Collected data:
════════════════

use std::fmt::Debug;
use std::io::Write;
use std::net::TcpStream;
use std::path::Path;
use std::sync::Mutex;

use ssh2::Session;
use tracing::debug;

use crate::config::{require, ConfigError, TransferConfig};

#[derive(Debug, thiserror::Error)]
pub enum TransferError {
    #[error("unable to reach {host}: {source}")]
    Connect {
        host: String,
        source: std::io::Error,
    },
    #[error("ssh session failed: {0}")]
    Ssh(#[from] ssh2::Error),
    #[error("unable to read {path}: {source}")]
    Read {
        path: String,
        source: std::io::Error,
    },
    #[error("unable to stream file to remote host: {0}")]
    Write(std::io::Error),
    #[error("transfer client unavailable: {0}")]
    Unavailable(String),
    #[error(transparent)]
    Config(#[from] ConfigError),
}

/// Copies a local file into a directory on the ship-side server.
pub trait RemoteTransfer: Debug {
    fn put(&self, local_file: &Path, remote_dir: &str) -> Result<(), TransferError>;
}

const DEFAULT_SSH_PORT: u16 = 22;
const REMOTE_FILE_MODE: i32 = 0o644;

/// SCP over a password-authenticated SSH session. The session is opened on
/// the first transfer and reused afterwards.
pub struct ScpTransfer {
    config: TransferConfig,
    session: Mutex<Option<Session>>,
}

impl ScpTransfer {
    pub fn new(config: TransferConfig) -> Self {
        Self {
            config,
            session: Mutex::new(None),
        }
    }

    fn connect(&self) -> Result<Session, TransferError> {
        let host = require(&self.config.host, "SHIP_SERVER_SOURCE_HOST")?;
        let username = require(&self.config.username, "SHIP_SERVER_USERNAME")?;
        let password = require(&self.config.password, "SHIP_SERVER_PASSWORD")?;

        let (hostname, port) = split_host(host);
        let tcp = TcpStream::connect((hostname, port)).map_err(|source| TransferError::Connect {
            host: host.to_string(),
            source,
        })?;

        let mut session = Session::new()?;
        session.set_tcp_stream(tcp);
        session.handshake()?;
        session.userauth_password(username, password)?;
        if !session.authenticated() {
            return Err(TransferError::Unavailable(format!(
                "authentication rejected for {username}@{host}"
            )));
        }

        debug!(host, "opened ssh session to ship server");
        Ok(session)
    }
}

impl Debug for ScpTransfer {
    fn fmt(&self, f: &mut std::fmt::Formatter<'_>) -> std::fmt::Result {
        f.debug_struct("ScpTransfer")
            .field("host", &self.config.host)
            .finish_non_exhaustive()
    }
}

impl RemoteTransfer for ScpTransfer {
    fn put(&self, local_file: &Path, remote_dir: &str) -> Result<(), TransferError> {
        let contents = std::fs::read(local_file).map_err(|source| TransferError::Read {
            path: local_file.display().to_string(),
            source,
        })?;
        let file_name = local_file
            .file_name()
            .and_then(|name| name.to_str())
            .ok_or_else(|| {
                TransferError::Unavailable(format!("{} has no file name", local_file.display()))
            })?;
        let remote_path = format!("{}/{file_name}", remote_dir.trim_end_matches('/'));

        let mut guard = self
            .session
            .lock()
            .map_err(|_| TransferError::Unavailable("session lock poisoned".into()))?;
        with_cached_session(
            &mut *guard,
            || self.connect(),
            |session| send_file(session, &remote_path, &contents),
        )?;

        debug!(remote = %remote_path, bytes = contents.len(), "copied file to ship server");
        Ok(())
    }
}

/// Runs `action` against the cached session, opening one first if needed.
/// Any failure drops the cached session so the next call reconnects.
fn with_cached_session<S>(
    slot: &mut Option<S>,
    open: impl FnOnce() -> Result<S, TransferError>,
    action: impl FnOnce(&S) -> Result<(), TransferError>,
) -> Result<(), TransferError> {
    let session = match slot.take() {
        Some(session) => session,
        None => open()?,
    };
    action(&session)?;
    *slot = Some(session);
    Ok(())
}

fn send_file(session: &Session, remote_path: &str, contents: &[u8]) -> Result<(), TransferError> {
    let mut channel = session.scp_send(
        Path::new(remote_path),
        REMOTE_FILE_MODE,
        contents.len() as u64,
        None,
    )?;
    channel.write_all(contents).map_err(TransferError::Write)?;
    channel.send_eof()?;
    channel.wait_eof()?;
    channel.close()?;
    channel.wait_close()?;
    Ok(())
}

fn split_host(host: &str) -> (&str, u16) {
    match host.rsplit_once(':') {
        Some((name, port)) => match port.parse() {
            Ok(port) => (name, port),
            Err(_) => (host, DEFAULT_SSH_PORT),
        },
        None => (host, DEFAULT_SSH_PORT),
    }
}
use chrono::NaiveDate;

use crate::workflows::positive_surprise::domain::title_case;

/// Joins display names for the completion email: `A.`, `A and B.`,
/// `A, B, and C.`
pub fn join_ship_names(names: &[String]) -> String {
    match names {
        [] => String::new(),
        [only] => format!("{only}."),
        [first, second] => format!("{first} and {second}."),
        [rest @ .., last] => format!("{}, and {last}.", rest.join(", ")),
    }
}

pub fn link_summary_subject(ship_name: &str, sail_date: NaiveDate) -> String {
    format!(
        "Positive Surprise {} {}",
        title_case(ship_name),
        sail_date.format("(%m-%d-%Y)")
    )
}

/// One line per department link for a voyage.
pub fn link_lines(ship_name: &str, sail_date: NaiveDate, links: &[(String, String)]) -> String {
    let mut html = String::new();
    for (label, link) in links {
        html.push_str(&format!(
            "<p>{} \u{2794} <a href=\"{}\">{} {}</a></p>\n",
            escape_html(label),
            escape_html(link),
            escape_html(ship_name),
            sail_date.format("%m-%d-%Y")
        ));
    }
    html
}

/// Body sent to ship staff with the voyage's links.
pub fn link_summary_body(link_lines: &str, dashboard_url: &str) -> String {
    format!(
        r#"<html>
<head></head>
<body>
    <p>Hi,</p>
    <p>Attached, you will find links to Positive Surprise for the current sailing. Please be advised that access is limited to your department's link.</p>
    {link_lines}
    <p>Positive Surprise Guest List &#10132; <a href="{dashboard}">DASHBOARD</a></p>
    <p><strong>Update:</strong> Our Power BI dashboard consolidates all relevant department data in real time. Print files and mail merges stay on SharePoint. Access the dashboard through the link above.</p>
    <p><em>To access the provided links, please ensure that you are logged into SharePoint online.</em></p>
    <p>If you have any questions or comments, please inform us.
    <br>We appreciate your help!
    <br>Targeted Marketing Team</p>
    <p>Please note this is an automated message</p>
</body>
</html>
"#,
        dashboard = escape_html(dashboard_url),
    )
}

pub fn completion_subject(file_stamp: &str) -> String {
    format!("Positive Surprise Automation Pushed Data {file_stamp}")
}

pub fn completion_body(ship_names: &[String]) -> String {
    let titled: Vec<String> = ship_names.iter().map(|name| title_case(name)).collect();
    message_body(&format!(
        "The Positive Surprise Automation executed successfully for the following ships: {}",
        escape_html(&join_ship_names(&titled))
    ))
}

pub fn delivery_subject(ship_code: &str) -> String {
    format!("{ship_code} Positive Surprise File QA Server")
}

pub fn delivery_success_body() -> String {
    message_body("This is to inform you the file has been copied successfully!")
}

pub fn delivery_failure_body(detail: &str) -> String {
    message_body(&format!(
        "This is to inform you there has been an error copying the file! Error: {}",
        escape_html(detail)
    ))
}

/// Short operational message with greeting and automated-message footer.
pub fn message_body(message: &str) -> String {
    format!(
        r#"<html>
<head></head>
<body>
    <p>Hi,</p>
    <p>{message}</p>
    <p>Please note this is an automated message</p>
</body>
</html>
"#
    )
}

fn escape_html(raw: &str) -> String {
    let mut escaped = String::with_capacity(raw.len());
    for c in raw.chars() {
        match c {
            '&' => escaped.push_str("&amp;"),
            '<' => escaped.push_str("&lt;"),
            '>' => escaped.push_str("&gt;"),
            '"' => escaped.push_str("&quot;"),
            other => escaped.push(other),
        }
    }
    escaped
}

#[cfg(test)]
mod tests {
    use super::*;

    fn names(values: &[&str]) -> Vec<String> {
        values.iter().map(|value| value.to_string()).collect()
    }

    #[test]
    fn ship_names_join_with_serial_comma() {
        assert_eq!(join_ship_names(&names(&["ShipA"])), "ShipA.");
        assert_eq!(join_ship_names(&names(&["ShipA", "ShipB"])), "ShipA and ShipB.");
        assert_eq!(
            join_ship_names(&names(&["ShipA", "ShipB", "ShipC"])),
            "ShipA, ShipB, and ShipC."
        );
        assert_eq!(
            join_ship_names(&names(&["A", "B", "C", "D"])),
            "A, B, C, and D."
        );
        assert_eq!(join_ship_names(&[]), "");
    }

    #[test]
    fn completion_body_title_cases_ships() {
        let body = completion_body(&names(&["EURODAM", "NIEUW AMSTERDAM"]));
        assert!(body.contains("following ships: Eurodam and Nieuw Amsterdam."));
    }

    #[test]
    fn link_lines_render_one_paragraph_per_link() {
        let sail_date = NaiveDate::from_ymd_opt(2026, 10, 24).expect("valid date");
        let lines = link_lines(
            "ZUIDERDAM",
            sail_date,
            &[
                ("Spa Print File".to_string(), "https://sp/spa.pdf?web=1".to_string()),
                ("Cabin Print File".to_string(), "https://sp/cabin.pdf?web=1".to_string()),
            ],
        );
        assert_eq!(lines.lines().count(), 2);
        assert!(lines.ends_with("ZUIDERDAM 10-24-2026</a></p>\n"));
        assert!(lines.contains(
            "<p>Spa Print File \u{2794} <a href=\"https://sp/spa.pdf?web=1\">ZUIDERDAM 10-24-2026</a></p>"
        ));
        assert_eq!(
            link_summary_subject("ZUIDERDAM", sail_date),
            "Positive Surprise Zuiderdam (10-24-2026)"
        );
    }

    #[test]
    fn failure_body_includes_transfer_detail() {
        let body = delivery_failure_body("connection refused <port 22>");
        assert!(body.contains("error copying the file! Error: connection refused &lt;port 22&gt;"));
        assert_eq!(delivery_subject("NA"), "NA Positive Surprise File QA Server");
    }
}
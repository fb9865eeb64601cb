use serde::Serialize;
use tracing::debug;

use super::domain::{Row, Table, TableError};

pub const SPA_TEMPLATE: &str = "HAL_PS_SPA_TEMPLATE_V1.html";
pub const CABIN_TEMPLATE: &str = "HAL_PS_CABIN_TEMPLATE_V1.html";

/// Request body understood by the templating service.
#[derive(Debug, Clone, PartialEq, Eq, Serialize)]
#[serde(rename_all = "camelCase")]
pub struct MailMergePayload {
    pub ship: String,
    pub output_type: &'static str,
    pub template_name: &'static str,
    pub runtime: &'static str,
    pub template_parms: TemplateParms,
}

impl MailMergePayload {
    fn new(ship: &str, template_name: &'static str, template_parms: TemplateParms) -> Self {
        Self {
            ship: ship.to_string(),
            output_type: "PDF",
            template_name,
            runtime: "local",
            template_parms,
        }
    }

    pub fn record_count(&self) -> usize {
        match &self.template_parms {
            TemplateParms::Spa(records) => records.len(),
            TemplateParms::Cabin(records) => records.len(),
        }
    }
}

#[derive(Debug, Clone, PartialEq, Eq, Serialize)]
#[serde(untagged)]
pub enum TemplateParms {
    Spa(Vec<SpaMailMergeRecord>),
    Cabin(Vec<CabinMailMergeRecord>),
}

/// One spa flier.
#[derive(Debug, Clone, PartialEq, Eq, Serialize)]
#[serde(rename_all = "SCREAMING_SNAKE_CASE")]
pub struct SpaMailMergeRecord {
    pub cabin: String,
    pub name: String,
    pub offer_gift_card: String,
    pub offer: String,
    pub tc: String,
    pub location: String,
    pub ship_name: String,
    pub sail_date: String,
    pub housekeep_section: String,
    pub expiration_date: String,
}

impl SpaMailMergeRecord {
    pub fn from_row(row: &Row<'_>) -> Result<Self, TableError> {
        Ok(Self {
            cabin: row.text("CABIN")?,
            name: row.text("NAME")?,
            offer_gift_card: row.text("OFFER_GIFT_CARD")?,
            offer: row.text("OFFER")?,
            tc: row.text("TC")?,
            location: row.text("LOCATION")?,
            ship_name: row.text("SHIP_NAME")?,
            sail_date: row.text("SAIL_DATE")?,
            housekeep_section: row.text("HOUSEKEEP_SECTION")?,
            expiration_date: row.text("EXPIRATION_DATE")?,
        })
    }
}

/// One cabin flier printing two offers. The template reads slot 2 from the
/// `*2` keys, slot 1 from `OFFER1*`/`TC1`/`LOCATION1`, and the guest and
/// voyage details of slot 1 from the unsuffixed keys.
#[derive(Debug, Clone, PartialEq, Eq, Serialize)]
#[serde(rename_all = "SCREAMING_SNAKE_CASE")]
pub struct CabinMailMergeRecord {
    pub cabin: String,
    pub name: String,
    pub header: String,
    pub offer2_gift_card: String,
    pub offer2: String,
    pub tc2: String,
    pub expiration_date2: String,
    pub name2: String,
    pub cabin2: String,
    pub location2: String,
    pub ship_name2: String,
    pub sail_date2: String,
    pub housekeep_section2: String,
    pub offer1_gift_card: String,
    pub offer1: String,
    pub tc1: String,
    pub expiration_date: String,
    pub location1: String,
    pub ship_name: String,
    pub sail_date: String,
    pub housekeep_section: String,
}

impl CabinMailMergeRecord {
    pub fn from_row(row: &Row<'_>) -> Result<Self, TableError> {
        Ok(Self {
            cabin: row.text("CABIN")?,
            name: row.text("NAME")?,
            header: row.text("HEADER")?,
            offer2_gift_card: row.text("OFFER2_GIFT_CARD")?,
            offer2: row.text("OFFER2")?,
            tc2: row.text("TC2")?,
            expiration_date2: row.text("EXPIRATION_DATE2")?,
            name2: row.text("NAME2")?,
            cabin2: row.text("CABIN2")?,
            location2: row.text("LOCATION2")?,
            ship_name2: row.text("SHIP_NAME2")?,
            sail_date2: row.text("SAIL_DATE2")?,
            housekeep_section2: row.text("HOUSEKEEP_SECTION2")?,
            offer1_gift_card: row.text("OFFER1_GIFT_CARD")?,
            offer1: row.text("OFFER1")?,
            tc1: row.text("TC1")?,
            expiration_date: row.text("EXPIRATION_DATE")?,
            location1: row.text("LOCATION1")?,
            ship_name: row.text("SHIP_NAME")?,
            sail_date: row.text("SAIL_DATE")?,
            housekeep_section: row.text("HOUSEKEEP_SECTION")?,
        })
    }
}

pub fn spa_mail_merge(table: &Table, ship_name: &str) -> Result<MailMergePayload, TableError> {
    debug!(ship = ship_name, "loading the spa mail merge dictionary");
    let records = table
        .rows()
        .map(|row| SpaMailMergeRecord::from_row(&row))
        .collect::<Result<Vec<_>, _>>()?;
    Ok(MailMergePayload::new(
        ship_name,
        SPA_TEMPLATE,
        TemplateParms::Spa(records),
    ))
}

pub fn cabin_mail_merge(table: &Table, ship_name: &str) -> Result<MailMergePayload, TableError> {
    debug!(ship = ship_name, "loading the cabin mail merge dictionary");
    let records = table
        .rows()
        .map(|row| CabinMailMergeRecord::from_row(&row))
        .collect::<Result<Vec<_>, _>>()?;
    Ok(MailMergePayload::new(
        ship_name,
        CABIN_TEMPLATE,
        TemplateParms::Cabin(records),
    ))
}
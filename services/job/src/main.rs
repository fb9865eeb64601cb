use positive_surprise_job::run;

fn main() {
    if let Err(err) = run() {
        eprintln!("application error: {err}");
        std::process::exit(1);
    }
}
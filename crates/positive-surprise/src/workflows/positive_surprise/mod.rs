pub mod domain;
pub mod export;
mod job;
pub mod mail_merge;
pub mod notification;
pub mod portal;
pub mod print_media;
pub mod push;
pub mod queries;
pub mod transfer;
pub mod voyages;
pub mod warehouse;

pub use domain::{RunDate, Table, TableError, Voyage, VoyageKey, VoyageListing};
pub use export::{ExportError, ExportFormat, Exporter};
pub use job::{
    Collaborators, JobError, JobOptions, JobSettings, PositiveSurpriseJob, RunSummary,
};
pub use notification::{
    MailError, Mailer, NotificationError, NotificationSettings, Notifier, OutboundEmail,
    RecipientDirectory, SmtpMailer,
};
pub use portal::{PortalError, PortalGateway, SharePointClient};
pub use print_media::{
    HttpTemplateRenderer, PageOptions, PrintMediaError, PrintMediaGenerator, RenderRequest,
    TemplateError, TemplateRenderer,
};
pub use push::{
    DeliveryOutcome, PushError, PushNotificationDelivery, PushNotificationSet, ShipDelivery,
};
pub use transfer::{RemoteTransfer, ScpTransfer, TransferError};
pub use warehouse::{SnowflakeClient, WarehouseError, WarehouseGateway};
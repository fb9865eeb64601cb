pub mod positive_surprise;
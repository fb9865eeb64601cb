use std::fmt::Debug;
use std::path::Path;
use std::sync::Mutex;
use std::time::{Duration, Instant};

use reqwest::Url;
use serde::Deserialize;
use tokio::runtime::Runtime;
use tracing::debug;

use crate::config::{require, ConfigError, PortalConfig};

#[derive(Debug, thiserror::Error)]
pub enum PortalError {
    #[error("portal operation failed: {0}")]
    Backend(String),
    #[error("portal runtime unavailable: {0}")]
    Runtime(String),
    #[error("unable to read {path} for upload: {source}")]
    Read {
        path: String,
        source: std::io::Error,
    },
    #[error("invalid portal url: {0}")]
    Url(String),
    #[error(transparent)]
    Config(#[from] ConfigError),
}

/// Document portal receiving exported files.
pub trait PortalGateway: Debug {
    /// Uploads `local_file` into the folder at `portal_path`, replacing any
    /// file of the same name.
    fn push(&self, local_file: &Path, portal_path: &str) -> Result<(), PortalError>;
}

/// Browser link for a file published under `portal_path`.
pub fn portal_link(base_url: &str, portal_path: &str, file_name: &str) -> String {
    format!(
        "{}/{}{}?web=1",
        base_url.trim_end_matches('/'),
        portal_path.trim_start_matches('/'),
        file_name
    )
}

const SHAREPOINT_PRINCIPAL: &str = "00000003-0000-0ff1-ce00-000000000000";
const TOKEN_REFRESH_MARGIN: Duration = Duration::from_secs(60);

/// SharePoint site client using an app-only (client credentials) principal.
pub struct SharePointClient {
    http: reqwest::Client,
    runtime: Runtime,
    site: Url,
    client_id: String,
    client_secret: String,
    tenant_id: String,
    token: Mutex<Option<AccessToken>>,
}

#[derive(Debug, Clone)]
struct AccessToken {
    value: String,
    expires_at: Instant,
}

#[derive(Debug, Deserialize)]
struct TokenResponse {
    access_token: String,
    #[serde(default)]
    expires_in: Option<serde_json::Value>,
}

impl SharePointClient {
    pub fn new(config: &PortalConfig) -> Result<Self, PortalError> {
        let base_url = require(&config.base_url, "SHAREPOINT_BASE_URL_HAG")?;
        let client_id = require(&config.client_id, "SP_CLIENT_ID")?;
        let client_secret = require(&config.client_secret, "SP_CLIENT_SECRET")?;
        let tenant_id = require(&config.tenant_id, "SP_TENANT_ID")?;

        let site = Url::parse(base_url.trim_end_matches('/'))
            .map_err(|err| PortalError::Url(format!("{base_url}: {err}")))?;
        let runtime = Runtime::new().map_err(|err| PortalError::Runtime(err.to_string()))?;

        Ok(Self {
            http: reqwest::Client::new(),
            runtime,
            site,
            client_id: client_id.to_string(),
            client_secret: client_secret.to_string(),
            tenant_id: tenant_id.to_string(),
            token: Mutex::new(None),
        })
    }

    fn map_error<E: std::fmt::Display>(err: E) -> PortalError {
        PortalError::Backend(err.to_string())
    }

    fn host(&self) -> Result<&str, PortalError> {
        self.site
            .host_str()
            .ok_or_else(|| PortalError::Url(format!("{} has no host", self.site)))
    }

    /// Folder path relative to the server root, e.g.
    /// `/sites/HAG/Positive Surprise/HAL/ZUIDERDAM/Spa`.
    fn server_relative(&self, portal_path: &str) -> String {
        let site_path = self.site.path().trim_end_matches('/');
        let folder = portal_path.trim_matches('/');
        format!("{site_path}/{folder}")
    }

    fn api_url(&self, endpoint: &str) -> Result<Url, PortalError> {
        let raw = format!("{}/_api/{endpoint}", self.site.as_str().trim_end_matches('/'));
        Url::parse(&raw).map_err(|err| PortalError::Url(format!("{raw}: {err}")))
    }

    async fn access_token(&self) -> Result<String, PortalError> {
        if let Some(token) = self
            .token
            .lock()
            .map_err(|_| PortalError::Backend("token cache poisoned".into()))?
            .as_ref()
            .filter(|token| token.expires_at > Instant::now())
        {
            return Ok(token.value.clone());
        }

        let host = self.host()?;
        let url = format!(
            "https://accounts.accesscontrol.windows.net/{}/tokens/OAuth/2",
            self.tenant_id
        );
        let form = [
            ("grant_type", "client_credentials".to_string()),
            ("client_id", format!("{}@{}", self.client_id, self.tenant_id)),
            ("client_secret", self.client_secret.clone()),
            (
                "resource",
                format!("{SHAREPOINT_PRINCIPAL}/{host}@{}", self.tenant_id),
            ),
        ];

        let response = self
            .http
            .post(url)
            .form(&form)
            .send()
            .await
            .map_err(Self::map_error)?
            .error_for_status()
            .map_err(Self::map_error)?;
        let token: TokenResponse = response.json().await.map_err(Self::map_error)?;

        let lifetime = token
            .expires_in
            .as_ref()
            .and_then(|value| match value {
                serde_json::Value::Number(n) => n.as_u64(),
                serde_json::Value::String(s) => s.parse().ok(),
                _ => None,
            })
            .map(Duration::from_secs)
            .unwrap_or(Duration::from_secs(3600));

        let cached = AccessToken {
            value: token.access_token,
            expires_at: Instant::now() + lifetime.saturating_sub(TOKEN_REFRESH_MARGIN),
        };
        let value = cached.value.clone();
        *self
            .token
            .lock()
            .map_err(|_| PortalError::Backend("token cache poisoned".into()))? = Some(cached);
        Ok(value)
    }

    async fn ensure_folder(&self, token: &str, server_relative: &str) -> Result<(), PortalError> {
        let url = self.api_url(&format!(
            "web/folders/add('{}')",
            escape_odata(server_relative)
        ))?;
        self.http
            .post(url)
            .bearer_auth(token)
            .header(reqwest::header::ACCEPT, "application/json;odata=nometadata")
            .send()
            .await
            .map_err(Self::map_error)?
            .error_for_status()
            .map_err(Self::map_error)?;
        Ok(())
    }

    async fn upload(&self, local_file: &Path, portal_path: &str) -> Result<(), PortalError> {
        let file_name = local_file
            .file_name()
            .and_then(|name| name.to_str())
            .ok_or_else(|| PortalError::Backend(format!("{} has no file name", local_file.display())))?
            .to_string();
        let bytes = tokio::fs::read(local_file)
            .await
            .map_err(|source| PortalError::Read {
                path: local_file.display().to_string(),
                source,
            })?;

        let token = self.access_token().await?;
        let folder = self.server_relative(portal_path);
        self.ensure_folder(&token, &folder).await?;

        let url = self.api_url(&format!(
            "web/GetFolderByServerRelativeUrl('{}')/Files/add(url='{}',overwrite=true)",
            escape_odata(&folder),
            escape_odata(&file_name)
        ))?;
        let mime = mime_guess::from_path(local_file).first_or_octet_stream();

        self.http
            .post(url)
            .bearer_auth(&token)
            .header(reqwest::header::ACCEPT, "application/json;odata=nometadata")
            .header(reqwest::header::CONTENT_TYPE, mime.as_ref())
            .body(bytes)
            .send()
            .await
            .map_err(Self::map_error)?
            .error_for_status()
            .map_err(Self::map_error)?;
        Ok(())
    }
}

impl Debug for SharePointClient {
    fn fmt(&self, f: &mut std::fmt::Formatter<'_>) -> std::fmt::Result {
        f.debug_struct("SharePointClient")
            .field("site", &self.site.as_str())
            .finish_non_exhaustive()
    }
}

impl PortalGateway for SharePointClient {
    fn push(&self, local_file: &Path, portal_path: &str) -> Result<(), PortalError> {
        debug!(file = %local_file.display(), portal_path, "publishing file to portal");
        self.runtime.block_on(self.upload(local_file, portal_path))
    }
}

fn escape_odata(raw: &str) -> String {
    raw.replace('\'', "''")
}
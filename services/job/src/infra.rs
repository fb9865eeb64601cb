use positive_surprise::config::AppConfig;
use positive_surprise::error::AppError;
use positive_surprise::workflows::positive_surprise::{
    Collaborators, HttpTemplateRenderer, JobSettings, NotificationSettings, PageOptions,
    PortalError, PortalGateway, ScpTransfer, SharePointClient, SmtpMailer, SnowflakeClient,
};
use std::path::Path;
use tracing::debug;

/// Stands in for SharePoint when publishing is switched off, so portal
/// credentials are only required for publishing runs.
#[derive(Debug, Default)]
pub(crate) struct OfflinePortal;

impl PortalGateway for OfflinePortal {
    fn push(&self, local_file: &Path, portal_path: &str) -> Result<(), PortalError> {
        Err(PortalError::Backend(format!(
            "publishing is disabled; refusing to upload {} to {portal_path}",
            local_file.display()
        )))
    }
}

pub(crate) fn production_collaborators(
    config: &AppConfig,
    publish: bool,
) -> Result<Collaborators, AppError> {
    let portal: Box<dyn PortalGateway> = if publish {
        Box::new(SharePointClient::new(&config.portal)?)
    } else {
        debug!("publishing disabled; portal uploads are skipped");
        Box::new(OfflinePortal)
    };

    Ok(Collaborators {
        warehouse: Box::new(SnowflakeClient::new(&config.warehouse)?),
        portal,
        renderer: Box::new(HttpTemplateRenderer::new(&config.template_service)?),
        mailer: Box::new(SmtpMailer::new(&config.mail)?),
        transfer: Box::new(ScpTransfer::new(config.transfer.clone())),
    })
}

pub(crate) fn job_settings(config: &AppConfig) -> JobSettings {
    JobSettings {
        portal_base_url: config.portal.base_url.clone().unwrap_or_default(),
        notification: NotificationSettings {
            operations: config.mail.operations.clone(),
            dashboard_url: config.dashboard_url.clone(),
        },
        remote_upload_dir: config.transfer.upload_dir.clone(),
        page_options: PageOptions::default(),
    }
}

════════════════

# WORK ITEM:
Lines that contain "ShipC" should be pulled from the entries above and reported.

# FINISHED TASK:
            join_ship_names(&names(&["ShipA", "ShipB", "ShipC"])),
            "ShipA, ShipB, and ShipC."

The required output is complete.